» **EXERCISE MATERIAL**

***

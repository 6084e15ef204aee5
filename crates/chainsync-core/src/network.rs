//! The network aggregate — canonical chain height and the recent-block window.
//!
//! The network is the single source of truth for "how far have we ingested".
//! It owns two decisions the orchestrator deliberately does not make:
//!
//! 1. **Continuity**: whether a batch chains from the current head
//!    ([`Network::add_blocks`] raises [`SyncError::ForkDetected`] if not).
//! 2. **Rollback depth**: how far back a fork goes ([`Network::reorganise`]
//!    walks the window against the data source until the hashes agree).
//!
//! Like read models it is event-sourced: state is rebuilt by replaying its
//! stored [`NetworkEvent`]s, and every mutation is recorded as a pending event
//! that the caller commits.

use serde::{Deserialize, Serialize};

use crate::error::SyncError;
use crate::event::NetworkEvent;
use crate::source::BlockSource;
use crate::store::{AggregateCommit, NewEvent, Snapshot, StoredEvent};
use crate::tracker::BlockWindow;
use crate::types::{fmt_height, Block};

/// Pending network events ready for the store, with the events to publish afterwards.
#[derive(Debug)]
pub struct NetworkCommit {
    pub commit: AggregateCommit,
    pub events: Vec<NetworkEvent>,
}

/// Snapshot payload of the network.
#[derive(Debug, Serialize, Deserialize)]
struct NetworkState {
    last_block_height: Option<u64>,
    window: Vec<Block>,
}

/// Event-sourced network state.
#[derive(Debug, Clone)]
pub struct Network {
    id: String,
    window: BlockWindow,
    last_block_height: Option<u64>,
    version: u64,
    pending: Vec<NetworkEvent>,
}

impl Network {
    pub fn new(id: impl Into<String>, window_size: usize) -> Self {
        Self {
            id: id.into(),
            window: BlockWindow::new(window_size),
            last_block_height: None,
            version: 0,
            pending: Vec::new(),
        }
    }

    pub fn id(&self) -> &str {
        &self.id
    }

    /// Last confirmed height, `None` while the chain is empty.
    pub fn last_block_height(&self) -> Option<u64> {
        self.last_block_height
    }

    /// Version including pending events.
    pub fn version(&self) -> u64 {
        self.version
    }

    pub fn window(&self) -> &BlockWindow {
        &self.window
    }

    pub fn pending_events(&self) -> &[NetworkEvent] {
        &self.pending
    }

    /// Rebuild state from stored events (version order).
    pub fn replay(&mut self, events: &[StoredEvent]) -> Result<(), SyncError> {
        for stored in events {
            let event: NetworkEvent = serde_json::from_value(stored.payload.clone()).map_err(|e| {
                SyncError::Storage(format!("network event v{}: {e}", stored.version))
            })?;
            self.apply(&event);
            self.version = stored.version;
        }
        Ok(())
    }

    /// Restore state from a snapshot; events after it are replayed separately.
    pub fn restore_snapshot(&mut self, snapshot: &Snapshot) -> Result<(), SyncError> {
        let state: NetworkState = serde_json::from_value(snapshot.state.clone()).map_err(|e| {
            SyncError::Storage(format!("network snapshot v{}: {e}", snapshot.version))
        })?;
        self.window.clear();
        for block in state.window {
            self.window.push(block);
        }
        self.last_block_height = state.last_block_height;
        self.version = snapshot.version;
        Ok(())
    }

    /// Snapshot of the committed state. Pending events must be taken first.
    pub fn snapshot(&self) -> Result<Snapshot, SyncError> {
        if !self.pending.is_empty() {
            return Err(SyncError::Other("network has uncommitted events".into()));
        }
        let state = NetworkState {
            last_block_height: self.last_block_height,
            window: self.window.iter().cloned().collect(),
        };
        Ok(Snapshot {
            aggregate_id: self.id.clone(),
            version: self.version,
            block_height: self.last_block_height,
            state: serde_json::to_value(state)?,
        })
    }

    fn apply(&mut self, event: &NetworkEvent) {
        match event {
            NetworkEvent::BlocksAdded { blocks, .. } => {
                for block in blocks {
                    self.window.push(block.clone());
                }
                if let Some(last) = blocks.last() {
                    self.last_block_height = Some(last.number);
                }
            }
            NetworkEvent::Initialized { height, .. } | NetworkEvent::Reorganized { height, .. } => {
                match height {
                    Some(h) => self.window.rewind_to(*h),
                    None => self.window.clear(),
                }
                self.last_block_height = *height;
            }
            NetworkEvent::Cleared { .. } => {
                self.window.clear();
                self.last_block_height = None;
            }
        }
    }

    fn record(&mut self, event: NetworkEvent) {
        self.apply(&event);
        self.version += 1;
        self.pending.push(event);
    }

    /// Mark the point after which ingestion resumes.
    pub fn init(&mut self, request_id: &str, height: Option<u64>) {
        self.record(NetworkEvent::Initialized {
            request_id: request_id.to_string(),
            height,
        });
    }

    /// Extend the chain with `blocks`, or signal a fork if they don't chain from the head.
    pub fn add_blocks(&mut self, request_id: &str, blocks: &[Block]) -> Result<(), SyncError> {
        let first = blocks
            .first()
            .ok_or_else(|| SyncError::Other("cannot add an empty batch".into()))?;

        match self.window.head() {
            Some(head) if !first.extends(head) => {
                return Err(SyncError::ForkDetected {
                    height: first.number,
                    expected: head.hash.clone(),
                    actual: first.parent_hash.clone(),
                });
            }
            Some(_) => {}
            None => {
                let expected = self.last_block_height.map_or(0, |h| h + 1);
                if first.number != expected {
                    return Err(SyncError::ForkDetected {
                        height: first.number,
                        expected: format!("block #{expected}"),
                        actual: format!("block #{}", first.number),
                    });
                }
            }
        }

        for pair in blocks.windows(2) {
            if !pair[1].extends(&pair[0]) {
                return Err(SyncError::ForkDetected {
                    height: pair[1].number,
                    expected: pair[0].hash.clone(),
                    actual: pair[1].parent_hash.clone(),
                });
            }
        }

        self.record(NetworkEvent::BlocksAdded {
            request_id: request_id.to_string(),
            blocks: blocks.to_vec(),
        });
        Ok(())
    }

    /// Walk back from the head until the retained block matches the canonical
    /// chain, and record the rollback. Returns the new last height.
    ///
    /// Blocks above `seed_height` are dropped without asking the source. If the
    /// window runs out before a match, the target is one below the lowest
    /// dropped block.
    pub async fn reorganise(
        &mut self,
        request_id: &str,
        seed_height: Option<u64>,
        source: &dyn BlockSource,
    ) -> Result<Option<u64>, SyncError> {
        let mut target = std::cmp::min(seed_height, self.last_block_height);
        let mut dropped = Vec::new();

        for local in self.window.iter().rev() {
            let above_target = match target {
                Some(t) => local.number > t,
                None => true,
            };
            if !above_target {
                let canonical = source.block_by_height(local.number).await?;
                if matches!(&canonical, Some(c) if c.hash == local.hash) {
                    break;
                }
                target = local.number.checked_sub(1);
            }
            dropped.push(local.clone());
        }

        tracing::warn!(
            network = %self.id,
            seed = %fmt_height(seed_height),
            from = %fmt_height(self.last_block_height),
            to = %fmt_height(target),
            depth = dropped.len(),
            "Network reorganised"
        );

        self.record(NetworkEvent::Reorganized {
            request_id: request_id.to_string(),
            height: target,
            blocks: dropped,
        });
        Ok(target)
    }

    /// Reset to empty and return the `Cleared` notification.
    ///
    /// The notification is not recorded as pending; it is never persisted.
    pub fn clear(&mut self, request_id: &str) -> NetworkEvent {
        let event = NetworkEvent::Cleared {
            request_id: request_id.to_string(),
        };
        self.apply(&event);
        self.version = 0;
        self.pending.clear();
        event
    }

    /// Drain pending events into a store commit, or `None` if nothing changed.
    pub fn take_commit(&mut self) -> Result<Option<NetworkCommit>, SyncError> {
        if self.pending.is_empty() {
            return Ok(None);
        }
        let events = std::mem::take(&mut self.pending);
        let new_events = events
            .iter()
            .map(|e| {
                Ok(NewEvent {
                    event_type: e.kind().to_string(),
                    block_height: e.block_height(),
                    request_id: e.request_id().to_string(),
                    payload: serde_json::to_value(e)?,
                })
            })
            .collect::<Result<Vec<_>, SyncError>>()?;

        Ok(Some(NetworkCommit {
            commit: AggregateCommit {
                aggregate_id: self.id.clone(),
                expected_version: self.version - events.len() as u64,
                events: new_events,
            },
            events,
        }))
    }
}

***

» **DIRECTIONS**
Tally the lines above in which the string "pair" occurs, and give the total with nothing added.

» **COMPLETED TASK**
5